» Exercise requirements
I'd like an exact copy of every line from the start of the entries below through the line containing "commits hold the", please.
Supplied data Block Start
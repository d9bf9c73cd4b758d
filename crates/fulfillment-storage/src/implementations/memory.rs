//! In-memory storage backend implementation for the fulfillment service.
//!
//! This module provides a memory-based implementation of the StorageInterface
//! trait, useful for testing and development scenarios where persistence is
//! not required.

use crate::{StorageError, StorageInterface, WriteOp};
use async_trait::async_trait;
use std::collections::HashMap;
use std::sync::Arc;
use tokio::sync::RwLock;

/// In-memory storage implementation.
///
/// This implementation stores data in a HashMap in memory, providing fast
/// access but no persistence across restarts. Guarded commits hold the
/// write lock across the check and the writes, which makes them atomic
/// with respect to every other operation on this store.
pub struct MemoryStorage {
	/// The in-memory store protected by a read-write lock.
	store: Arc<RwLock<HashMap<String, Vec<u8>>>>,
}

impl MemoryStorage {
	/// Creates a new MemoryStorage instance.
	pub fn new() -> Self {
		Self {
			store: Arc::new(RwLock::new(HashMap::new())),
		}
	}
}

impl Default for MemoryStorage {
	fn default() -> Self {
		Self::new()
	}
}

#[async_trait]
impl StorageInterface for MemoryStorage {
	async fn get_bytes(&self, key: &str) -> Result<Vec<u8>, StorageError> {
		let store = self.store.read().await;
		store.get(key).cloned().ok_or(StorageError::NotFound)
	}

	async fn set_bytes(&self, key: &str, value: Vec<u8>) -> Result<(), StorageError> {
		let mut store = self.store.write().await;
		store.insert(key.to_string(), value);
		Ok(())
	}

	async fn delete(&self, key: &str) -> Result<(), StorageError> {
		let mut store = self.store.write().await;
		store.remove(key);
		Ok(())
	}

	async fn exists(&self, key: &str) -> Result<bool, StorageError> {
		let store = self.store.read().await;
		Ok(store.contains_key(key))
	}

	async fn scan_prefix(&self, prefix: &str) -> Result<Vec<(String, Vec<u8>)>, StorageError> {
		let store = self.store.read().await;
		let mut entries: Vec<(String, Vec<u8>)> = store
			.iter()
			.filter(|(key, _)| key.starts_with(prefix))
			.map(|(key, value)| (key.clone(), value.clone()))
			.collect();
		entries.sort_by(|a, b| a.0.cmp(&b.0));
		Ok(entries)
	}

	async fn compare_and_swap(
		&self,
		guard_key: &str,
		expected: Option<&[u8]>,
		ops: Vec<WriteOp>,
	) -> Result<bool, StorageError> {
		let mut store = self.store.write().await;

		let current = store.get(guard_key).map(Vec::as_slice);
		if current != expected {
			return Ok(false);
		}

		for op in ops {
			match op {
				WriteOp::Put { key, value } => {
					store.insert(key, value);
				},
				WriteOp::Delete { key } => {
					store.remove(&key);
				},
			}
		}
		Ok(true)
	}
}

#[cfg(test)]
mod tests {
	use super::*;

	#[tokio::test]
	async fn test_basic_operations() {
		let storage = MemoryStorage::new();

		// Test set and get
		let key = "test_key";
		let value = b"test_value".to_vec();
		storage.set_bytes(key, value.clone()).await.unwrap();

		let retrieved = storage.get_bytes(key).await.unwrap();
		assert_eq!(retrieved, value);

		// Test exists
		assert!(storage.exists(key).await.unwrap());

		// Test delete
		storage.delete(key).await.unwrap();
		assert!(!storage.exists(key).await.unwrap());

		// Test get after delete
		let result = storage.get_bytes(key).await;
		assert!(matches!(result, Err(StorageError::NotFound)));
	}

	#[tokio::test]
	async fn test_scan_prefix() {
		let storage = MemoryStorage::new();
		storage.set_bytes("orders:1", b"a".to_vec()).await.unwrap();
		storage.set_bytes("orders:2", b"b".to_vec()).await.unwrap();
		storage
			.set_bytes("order_history:1", b"c".to_vec())
			.await
			.unwrap();

		let entries = storage.scan_prefix("orders:").await.unwrap();
		let keys: Vec<&str> = entries.iter().map(|(k, _)| k.as_str()).collect();
		assert_eq!(keys, vec!["orders:1", "orders:2"]);
	}

	#[tokio::test]
	async fn test_compare_and_swap_guard() {
		let storage = MemoryStorage::new();
		storage.set_bytes("orders:1", b"v1".to_vec()).await.unwrap();

		// Guard matches: batch applies.
		let applied = storage
			.compare_and_swap(
				"orders:1",
				Some(b"v1"),
				vec![
					WriteOp::Put {
						key: "orders:1".into(),
						value: b"v2".to_vec(),
					},
					WriteOp::Put {
						key: "order_history:1".into(),
						value: b"h".to_vec(),
					},
				],
			)
			.await
			.unwrap();
		assert!(applied);
		assert_eq!(storage.get_bytes("orders:1").await.unwrap(), b"v2");
		assert!(storage.exists("order_history:1").await.unwrap());

		// Stale guard: nothing applies.
		let applied = storage
			.compare_and_swap(
				"orders:1",
				Some(b"v1"),
				vec![WriteOp::Put {
					key: "orders:1".into(),
					value: b"v3".to_vec(),
				}],
			)
			.await
			.unwrap();
		assert!(!applied);
		assert_eq!(storage.get_bytes("orders:1").await.unwrap(), b"v2");
	}

	#[tokio::test]
	async fn test_compare_and_swap_insert_if_absent() {
		let storage = MemoryStorage::new();

		let applied = storage
			.compare_and_swap(
				"assignment_index:c1:v2",
				None,
				vec![WriteOp::Put {
					key: "assignment_index:c1:v2".into(),
					value: b"a1".to_vec(),
				}],
			)
			.await
			.unwrap();
		assert!(applied);

		// Second insert against the same absent-guard loses.
		let applied = storage
			.compare_and_swap(
				"assignment_index:c1:v2",
				None,
				vec![WriteOp::Put {
					key: "assignment_index:c1:v2".into(),
					value: b"a2".to_vec(),
				}],
			)
			.await
			.unwrap();
		assert!(!applied);
		assert_eq!(
			storage.get_bytes("assignment_index:c1:v2").await.unwrap(),
			b"a1"
		);
	}

	#[tokio::test]
	async fn test_batch_delete() {
		let storage = MemoryStorage::new();
		storage.set_bytes("a:1", b"x".to_vec()).await.unwrap();
		storage.set_bytes("b:1", b"y".to_vec()).await.unwrap();

		let applied = storage
			.compare_and_swap(
				"a:1",
				Some(b"x"),
				vec![
					WriteOp::Put {
						key: "a:1".into(),
						value: b"x2".to_vec(),
					},
					WriteOp::Delete { key: "b:1".into() },
				],
			)
			.await
			.unwrap();
		assert!(applied);
		assert!(!storage.exists("b:1").await.unwrap());
	}
}
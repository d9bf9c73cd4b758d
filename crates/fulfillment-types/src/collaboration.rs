//! Collaborative order and vendor assignment types.
//!
//! A collaborative order is a large event order that may be fulfilled
//! jointly by several vendors. It can exist before (or without) a
//! conventional order record. Participation of an invited vendor is
//! tracked by an assignment with its own small state machine, kept
//! deliberately independent of the order delivery lifecycle.

use chrono::{DateTime, Utc};
use serde::{Deserialize, Serialize};
use std::fmt;
use uuid::Uuid;

use crate::order::generate_order_number;

/// Status of a collaborative order.
#[derive(Debug, Clone, Copy, Serialize, Deserialize, PartialEq, Eq, Hash)]
#[serde(rename_all = "camelCase")]
pub enum CollaborativeOrderStatus {
	/// Created, collaborators may still be invited.
	Pending,
	/// The owning vendor has committed to the event.
	Confirmed,
	/// Preparation for the event is underway.
	InPreparation,
	/// The event was served. Terminal.
	Fulfilled,
	/// The event was called off. Terminal.
	Cancelled,
}

impl CollaborativeOrderStatus {
	/// Whether no further transition is permitted from this status.
	pub fn is_terminal(&self) -> bool {
		matches!(
			self,
			CollaborativeOrderStatus::Fulfilled | CollaborativeOrderStatus::Cancelled
		)
	}

	pub fn as_str(&self) -> &'static str {
		match self {
			CollaborativeOrderStatus::Pending => "pending",
			CollaborativeOrderStatus::Confirmed => "confirmed",
			CollaborativeOrderStatus::InPreparation => "in_preparation",
			CollaborativeOrderStatus::Fulfilled => "fulfilled",
			CollaborativeOrderStatus::Cancelled => "cancelled",
		}
	}
}

impl fmt::Display for CollaborativeOrderStatus {
	fn fmt(&self, f: &mut fmt::Formatter<'_>) -> fmt::Result {
		write!(f, "{}", self.as_str())
	}
}

/// Request to create a collaborative order.
#[derive(Debug, Clone)]
pub struct NewCollaborativeOrder {
	/// The vendor who owns the event and may invite collaborators.
	pub vendor_id: String,
	/// The customer hosting the event, if known.
	pub customer_id: Option<String>,
	/// When the event takes place.
	pub event_date: DateTime<Utc>,
	/// Expected number of guests.
	pub headcount: u32,
	/// Free-text description of the requested menu.
	pub menu_description: String,
}

/// A large event order that may require multiple vendors.
#[derive(Debug, Clone, Serialize, Deserialize)]
pub struct CollaborativeOrder {
	/// Surrogate id used as the storage key.
	pub id: String,
	/// Human-readable order number.
	pub order_number: String,
	/// The underlying conventional order, once one exists.
	#[serde(skip_serializing_if = "Option::is_none")]
	pub order_id: Option<String>,
	/// The vendor who owns the event.
	pub vendor_id: String,
	/// The customer hosting the event, if known.
	#[serde(skip_serializing_if = "Option::is_none")]
	pub customer_id: Option<String>,
	/// When the event takes place.
	pub event_date: DateTime<Utc>,
	/// Expected number of guests.
	pub headcount: u32,
	/// Free-text description of the requested menu.
	pub menu_description: String,
	/// Current status.
	pub status: CollaborativeOrderStatus,
	pub created_at: DateTime<Utc>,
	pub updated_at: DateTime<Utc>,
}

impl CollaborativeOrder {
	/// Builds a new collaborative order in `Pending`.
	pub fn new(request: NewCollaborativeOrder, now: DateTime<Utc>) -> Self {
		Self {
			id: Uuid::new_v4().to_string(),
			order_number: generate_order_number(),
			order_id: None,
			vendor_id: request.vendor_id,
			customer_id: request.customer_id,
			event_date: request.event_date,
			headcount: request.headcount,
			menu_description: request.menu_description,
			status: CollaborativeOrderStatus::Pending,
			created_at: now,
			updated_at: now,
		}
	}
}

/// Status of a collaboration assignment.
#[derive(Debug, Clone, Copy, Serialize, Deserialize, PartialEq, Eq, Hash)]
#[serde(rename_all = "camelCase")]
pub enum AssignmentStatus {
	/// Invitation sent, awaiting the invited vendor's response.
	Invited,
	/// The invited vendor accepted and is participating.
	Active,
	/// The invited vendor declined. Terminal.
	Declined,
	/// Either party ended an active assignment. Terminal.
	Withdrawn,
}

impl AssignmentStatus {
	/// Whether no further transition is permitted from this status.
	pub fn is_terminal(&self) -> bool {
		matches!(self, AssignmentStatus::Declined | AssignmentStatus::Withdrawn)
	}

	pub fn as_str(&self) -> &'static str {
		match self {
			AssignmentStatus::Invited => "invited",
			AssignmentStatus::Active => "active",
			AssignmentStatus::Declined => "declined",
			AssignmentStatus::Withdrawn => "withdrawn",
		}
	}
}

impl fmt::Display for AssignmentStatus {
	fn fmt(&self, f: &mut fmt::Formatter<'_>) -> fmt::Result {
		write!(f, "{}", self.as_str())
	}
}

/// One vendor's invited participation in a collaborative order.
///
/// Rows are never deleted; a vendor can only be re-invited after a prior
/// assignment for the same order reached a terminal state.
#[derive(Debug, Clone, Serialize, Deserialize)]
pub struct CollaborationAssignment {
	/// Surrogate id used as the storage key.
	pub id: String,
	/// The collaborative order this assignment belongs to.
	pub collaborative_order_id: String,
	/// The vendor who sent the invitation.
	pub requesting_vendor_id: String,
	/// The vendor who was invited.
	pub invited_vendor_id: String,
	/// Current assignment status.
	pub status: AssignmentStatus,
	/// Message attached to the invitation.
	#[serde(skip_serializing_if = "Option::is_none")]
	pub message: Option<String>,
	pub created_at: DateTime<Utc>,
	pub updated_at: DateTime<Utc>,
}

impl CollaborationAssignment {
	/// Builds a fresh invitation.
	pub fn invite(
		collaborative_order_id: impl Into<String>,
		requesting_vendor_id: impl Into<String>,
		invited_vendor_id: impl Into<String>,
		message: Option<String>,
		now: DateTime<Utc>,
	) -> Self {
		Self {
			id: Uuid::new_v4().to_string(),
			collaborative_order_id: collaborative_order_id.into(),
			requesting_vendor_id: requesting_vendor_id.into(),
			invited_vendor_id: invited_vendor_id.into(),
			status: AssignmentStatus::Invited,
			message,
			created_at: now,
			updated_at: now,
		}
	}
}

#[cfg(test)]
mod tests {
	use super::*;

	#[test]
	fn terminal_assignment_states() {
		assert!(!AssignmentStatus::Invited.is_terminal());
		assert!(!AssignmentStatus::Active.is_terminal());
		assert!(AssignmentStatus::Declined.is_terminal());
		assert!(AssignmentStatus::Withdrawn.is_terminal());
	}

	#[test]
	fn new_collaborative_order_is_pending_without_order() {
		let order = CollaborativeOrder::new(
			NewCollaborativeOrder {
				vendor_id: "vend-1".into(),
				customer_id: None,
				event_date: Utc::now(),
				headcount: 120,
				menu_description: "Wedding buffet".into(),
			},
			Utc::now(),
		);

		assert_eq!(order.status, CollaborativeOrderStatus::Pending);
		assert!(order.order_id.is_none());
	}
}
/// Errors that can occur during collaboration operations.
///
/// All variants except `Storage` are expected, recoverable outcomes; none
/// of them mutate state.
#[derive(Debug, Error)]
pub enum CollaborationError {
	/// The requesting vendor does not own the collaborative order.
	#[error("requesting vendor does not own this collaborative order")]
	NotOwner,
	/// A non-terminal assignment already exists for this vendor.
	#[error("an active invitation already exists for this vendor")]
	DuplicateActiveInvite,
	/// The caller is not a party to this assignment.
	#[error("caller is not a party to this assignment")]
	Forbidden,
	/// The assignment is not awaiting a response.
	#[error("assignment is not awaiting a response (currently {status})")]
	NotPending { status: AssignmentStatus },
	/// The assignment already reached a terminal state.
	#[error("assignment is already in terminal state {status}")]
	AlreadyTerminal { status: AssignmentStatus },
	/// The collaborative order can not move to the requested status.
	#[error("no transition from {from} to {to}")]
	InvalidTransition {
		from: CollaborativeOrderStatus,
		to: CollaborativeOrderStatus,
	},
	/// No record exists under the given id.
	#[error("not found: {0}")]
	NotFound(String),
	/// The data store failed.
	#[error("storage error: {0}")]
	Storage(String),
}

impl CollaborationError {
	fn from_storage(err: StorageError, id: &str) -> Self {
		match err {
			StorageError::NotFound => CollaborationError::NotFound(id.to_string()),
			other => CollaborationError::Storage(other.to_string()),
		}
	}
}

/// An invited vendor's answer to an invitation.
#[derive(Debug, Clone, Copy, PartialEq, Eq)]
pub enum InviteResponse {
	/// Join the collaboration; the assignment becomes `Active`.
	Accept,
	/// Turn it down; the assignment becomes `Declined`.
	Decline,
}

/// Manages invitations and assignments between vendors.
pub struct CollaborationCoordinator {
	storage: Arc<StorageService>,
	notifications: Arc<NotificationService>,
	clock: Arc<dyn Clock>,
}

impl CollaborationCoordinator {
	pub fn new(
		storage: Arc<StorageService>,
		notifications: Arc<NotificationService>,
		clock: Arc<dyn Clock>,
	) -> Self {
		Self {
			storage,
			notifications,
			clock,
		}
	}

	/// Creates a collaborative order owned by `vendor_id`.
	///
	/// The order starts without an underlying conventional order; one can
	/// be attached later once placed.
	pub async fn create_collaborative_order(
		&self,
		request: NewCollaborativeOrder,
	) -> Result<CollaborativeOrder, CollaborationError> {
		let order = CollaborativeOrder::new(request, self.clock.now());
		self.storage
			.store(StorageKey::CollaborativeOrders.as_str(), &order.id, &order)
			.await
			.map_err(|e| CollaborationError::Storage(e.to_string()))?;

		tracing::info!(
			order_number = %order.order_number,
			vendor_id = %order.vendor_id,
			headcount = order.headcount,
			"collaborative order created"
		);
		Ok(order)
	}

	/// Gets a collaborative order by id.
	pub async fn get_collaborative_order(
		&self,
		order_id: &str,
	) -> Result<CollaborativeOrder, CollaborationError> {
		self.storage
			.retrieve(StorageKey::CollaborativeOrders.as_str(), order_id)
			.await
			.map_err(|e| CollaborationError::from_storage(e, order_id))
	}

	/// Invites a vendor to collaborate on an order.
	pub async fn invite(
		&self,
		collab_order_id: &str,
		requesting_vendor: &str,
		invited_vendor: &str,
		message: Option<&str>,
	) -> Result<CollaborationAssignment, CollaborationError> {
		let order = self.get_collaborative_order(collab_order_id).await?;
		if order.vendor_id != requesting_vendor {
			return Err(CollaborationError::NotOwner);
		}

		// The index points at the live assignment for this pair, if any.
		let index_id = pair_index_id(collab_order_id, invited_vendor);
		let index_snapshot = match self
			.storage
			.retrieve_with_raw::<String>(StorageKey::AssignmentIndex.as_str(), &index_id)
			.await
		{
			Ok((assignment_id, raw)) => {
				let existing: CollaborationAssignment = self
					.storage
					.retrieve(StorageKey::Assignments.as_str(), &assignment_id)
					.await
					.map_err(|e| CollaborationError::Storage(e.to_string()))?;
				if !existing.status.is_terminal() {
					return Err(CollaborationError::DuplicateActiveInvite);
				}
				Some(raw)
			},
			Err(StorageError::NotFound) => None,
			Err(e) => return Err(CollaborationError::Storage(e.to_string())),
		};

		let assignment = CollaborationAssignment::invite(
			collab_order_id,
			requesting_vendor,
			invited_vendor,
			message.map(str::to_string),
			self.clock.now(),
		);

		let ops = vec![
			WriteOp::put(StorageKey::Assignments.as_str(), &assignment.id, &assignment)
				.map_err(|e| CollaborationError::Storage(e.to_string()))?,
			WriteOp::put(
				StorageKey::AssignmentIndex.as_str(),
				&index_id,
				&assignment.id,
			)
			.map_err(|e| CollaborationError::Storage(e.to_string()))?,
		];
		let applied = self
			.storage
			.compare_and_swap(
				StorageKey::AssignmentIndex.as_str(),
				&index_id,
				index_snapshot.as_deref(),
				ops,
			)
			.await
			.map_err(|e| CollaborationError::Storage(e.to_string()))?;
		if !applied {
			// A concurrent invitation claimed the pair first.
			return Err(CollaborationError::DuplicateActiveInvite);
		}

		self.notifications.dispatch(Notification {
			recipient: invited_vendor.to_string(),
			subject: format!("Collaboration invite for order {}", order.order_number),
			body: message
				.map(str::to_string)
				.unwrap_or_else(|| format!(
					"You have been invited to collaborate on order {} ({} guests).",
					order.order_number, order.headcount
				)),
			category: NotifyCategory::CollaborationInvite,
		});
		tracing::info!(
			order_number = %order.order_number,
			invited_vendor = %invited_vendor,
			"collaboration invitation sent"
		);
		Ok(assignment)
	}

	/// Records the invited vendor's response to an invitation.
	pub async fn respond(
		&self,
		assignment_id: &str,
		invited_vendor: &str,
		response: InviteResponse,
	) -> Result<CollaborationAssignment, CollaborationError> {
		let (assignment, snapshot) = self.load_assignment(assignment_id).await?;
		if assignment.invited_vendor_id != invited_vendor {
			return Err(CollaborationError::Forbidden);
		}
		if assignment.status != AssignmentStatus::Invited {
			return Err(CollaborationError::NotPending {
				status: assignment.status,
			});
		}

		let mut updated = assignment;
		updated.status = match response {
			InviteResponse::Accept => AssignmentStatus::Active,
			InviteResponse::Decline => AssignmentStatus::Declined,
		};
		updated.updated_at = self.clock.now();

		let mut ops = vec![WriteOp::put(
			StorageKey::Assignments.as_str(),
			assignment_id,
			&updated,
		)
		.map_err(|e| CollaborationError::Storage(e.to_string()))?];
		if updated.status.is_terminal() {
			// Release the pair index so the vendor can be re-invited.
			ops.push(WriteOp::delete(
				StorageKey::AssignmentIndex.as_str(),
				&pair_index_id(&updated.collaborative_order_id, invited_vendor),
			));
		}
		self.commit_assignment(assignment_id, &snapshot, ops).await?;

		let verdict = match updated.status {
			AssignmentStatus::Active => "accepted",
			_ => "declined",
		};
		self.notifications.dispatch(Notification {
			recipient: updated.requesting_vendor_id.clone(),
			subject: format!("Collaboration invite {}", verdict),
			body: format!(
				"Vendor {} has {} your collaboration invitation.",
				updated.invited_vendor_id, verdict
			),
			category: NotifyCategory::CollaborationUpdate,
		});
		tracing::info!(
			assignment_id = %assignment_id,
			status = %updated.status,
			"collaboration invitation answered"
		);
		Ok(updated)
	}

	/// Ends an active assignment. Either party may withdraw.
	///
	/// Withdrawing an already-terminal assignment is a no-op that reports
	/// `AlreadyTerminal`, so callers can tell "nothing changed" apart from
	/// "you just ended it".
	pub async fn withdraw(
		&self,
		assignment_id: &str,
		vendor_id: &str,
	) -> Result<CollaborationAssignment, CollaborationError> {
		let (assignment, snapshot) = self.load_assignment(assignment_id).await?;
		if assignment.requesting_vendor_id != vendor_id
			&& assignment.invited_vendor_id != vendor_id
		{
			return Err(CollaborationError::Forbidden);
		}
		if assignment.status.is_terminal() {
			return Err(CollaborationError::AlreadyTerminal {
				status: assignment.status,
			});
		}
		if assignment.status != AssignmentStatus::Active {
			return Err(CollaborationError::NotPending {
				status: assignment.status,
			});
		}

		let mut updated = assignment;
		updated.status = AssignmentStatus::Withdrawn;
		updated.updated_at = self.clock.now();

		let ops = vec![
			WriteOp::put(StorageKey::Assignments.as_str(), assignment_id, &updated)
				.map_err(|e| CollaborationError::Storage(e.to_string()))?,
			WriteOp::delete(
				StorageKey::AssignmentIndex.as_str(),
				&pair_index_id(&updated.collaborative_order_id, &updated.invited_vendor_id),
			),
		];
		self.commit_assignment(assignment_id, &snapshot, ops).await?;

		// Address the counter-party of whoever withdrew.
		let counter_party = if updated.requesting_vendor_id == vendor_id {
			updated.invited_vendor_id.clone()
		} else {
			updated.requesting_vendor_id.clone()
		};
		self.notifications.dispatch(Notification {
			recipient: counter_party,
			subject: "Collaboration withdrawn".to_string(),
			body: format!(
				"Vendor {} has withdrawn from the collaboration.",
				vendor_id
			),
			category: NotifyCategory::CollaborationUpdate,
		});
		tracing::info!(assignment_id = %assignment_id, "collaboration assignment withdrawn");
		Ok(updated)
	}

	/// Moves a collaborative order along its own lifecycle. Owner only.
	pub async fn update_status(
		&self,
		collab_order_id: &str,
		vendor_id: &str,
		requested: CollaborativeOrderStatus,
	) -> Result<CollaborativeOrder, CollaborationError> {
		let (order, snapshot) = self
			.storage
			.retrieve_with_raw::<CollaborativeOrder>(
				StorageKey::CollaborativeOrders.as_str(),
				collab_order_id,
			)
			.await
			.map_err(|e| CollaborationError::from_storage(e, collab_order_id))?;
		if order.vendor_id != vendor_id {
			return Err(CollaborationError::NotOwner);
		}
		if !is_collab_successor(order.status, requested) {
			return Err(CollaborationError::InvalidTransition {
				from: order.status,
				to: requested,
			});
		}

		let mut updated = order;
		updated.status = requested;
		updated.updated_at = self.clock.now();

		let ops = vec![WriteOp::put(
			StorageKey::CollaborativeOrders.as_str(),
			collab_order_id,
			&updated,
		)
		.map_err(|e| CollaborationError::Storage(e.to_string()))?];
		let applied = self
			.storage
			.compare_and_swap(
				StorageKey::CollaborativeOrders.as_str(),
				collab_order_id,
				Some(&snapshot),
				ops,
			)
			.await
			.map_err(|e| CollaborationError::Storage(e.to_string()))?;
		if !applied {
			let current: CollaborativeOrder = self
				.storage
				.retrieve(StorageKey::CollaborativeOrders.as_str(), collab_order_id)
				.await
				.map_err(|e| CollaborationError::from_storage(e, collab_order_id))?;
			return Err(CollaborationError::InvalidTransition {
				from: current.status,
				to: requested,
			});
		}

		tracing::info!(
			order_number = %updated.order_number,
			status = %requested,
			"collaborative order transitioned"
		);
		Ok(updated)
	}

	/// Links the underlying conventional order once one has been placed.
	pub async fn attach_order(
		&self,
		collab_order_id: &str,
		vendor_id: &str,
		order_id: &str,
	) -> Result<CollaborativeOrder, CollaborationError> {
		let (order, snapshot) = self
			.storage
			.retrieve_with_raw::<CollaborativeOrder>(
				StorageKey::CollaborativeOrders.as_str(),
				collab_order_id,
			)
			.await
			.map_err(|e| CollaborationError::from_storage(e, collab_order_id))?;
		if order.vendor_id != vendor_id {
			return Err(CollaborationError::NotOwner);
		}

		let mut updated = order;
		updated.order_id = Some(order_id.to_string());
		updated.updated_at = self.clock.now();

		let ops = vec![WriteOp::put(
			StorageKey::CollaborativeOrders.as_str(),
			collab_order_id,
			&updated,
		)
		.map_err(|e| CollaborationError::Storage(e.to_string()))?];
		let applied = self
			.storage
			.compare_and_swap(
				StorageKey::CollaborativeOrders.as_str(),
				collab_order_id,
				Some(&snapshot),
				ops,
			)
			.await
			.map_err(|e| CollaborationError::Storage(e.to_string()))?;
		if !applied {
			return Err(CollaborationError::Storage(
				"collaborative order changed concurrently, retry".into(),
			));
		}
		Ok(updated)
	}

	/// Gets an assignment by id.
	pub async fn get_assignment(
		&self,
		assignment_id: &str,
	) -> Result<CollaborationAssignment, CollaborationError> {
		Ok(self.load_assignment(assignment_id).await?.0)
	}

	/// All assignments ever created for a collaborative order, terminal
	/// ones included.
	pub async fn assignments_for(
		&self,
		collab_order_id: &str,
	) -> Result<Vec<CollaborationAssignment>, CollaborationError> {
		let all: Vec<(String, CollaborationAssignment)> = self
			.storage
			.retrieve_all(StorageKey::Assignments.as_str())
			.await
			.map_err(|e| CollaborationError::Storage(e.to_string()))?;

		let mut assignments: Vec<CollaborationAssignment> = all
			.into_iter()
			.map(|(_, assignment)| assignment)
			.filter(|assignment| assignment.collaborative_order_id == collab_order_id)
			.collect();
		assignments.sort_by(|a, b| a.created_at.cmp(&b.created_at));
		Ok(assignments)
	}

	async fn load_assignment(
		&self,
		assignment_id: &str,
	) -> Result<(CollaborationAssignment, Vec<u8>), CollaborationError> {
		self.storage
			.retrieve_with_raw(StorageKey::Assignments.as_str(), assignment_id)
			.await
			.map_err(|e| CollaborationError::from_storage(e, assignment_id))
	}

	/// Applies an assignment mutation guarded on its snapshot. A failed
	/// guard means a concurrent writer got there first; report the state
	/// that won.
	async fn commit_assignment(
		&self,
		assignment_id: &str,
		snapshot: &[u8],
		ops: Vec<WriteOp>,
	) -> Result<(), CollaborationError> {
		let applied = self
			.storage
			.compare_and_swap(
				StorageKey::Assignments.as_str(),
				assignment_id,
				Some(snapshot),
				ops,
			)
			.await
			.map_err(|e| CollaborationError::Storage(e.to_string()))?;
		if applied {
			return Ok(());
		}

		let (current, _) = self.load_assignment(assignment_id).await?;
		Err(if current.status.is_terminal() {
			CollaborationError::AlreadyTerminal {
				status: current.status,
			}
		} else {
			CollaborationError::NotPending {
				status: current.status,
			}
		})
	}
}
Supplied data Block End
» Problem solution
repository d9bf9c73cd4b758d
filename crates/fulfillment-storage/src/implementations/memory.rs
//! In-memory storage backend implementation for the fulfillment service.
//!
//! This module provides a memory-based implementation of the StorageInterface
//! trait, useful for testing and development scenarios where persistence is
//! not required.

use crate::{StorageError, StorageInterface, WriteOp};
use async_trait::async_trait;
use std::collections::HashMap;
use std::sync::Arc;
use tokio::sync::RwLock;

/// In-memory storage implementation.
///
/// This implementation stores data in a HashMap in memory, providing fast
/// access but no persistence across restarts. Guarded commits hold the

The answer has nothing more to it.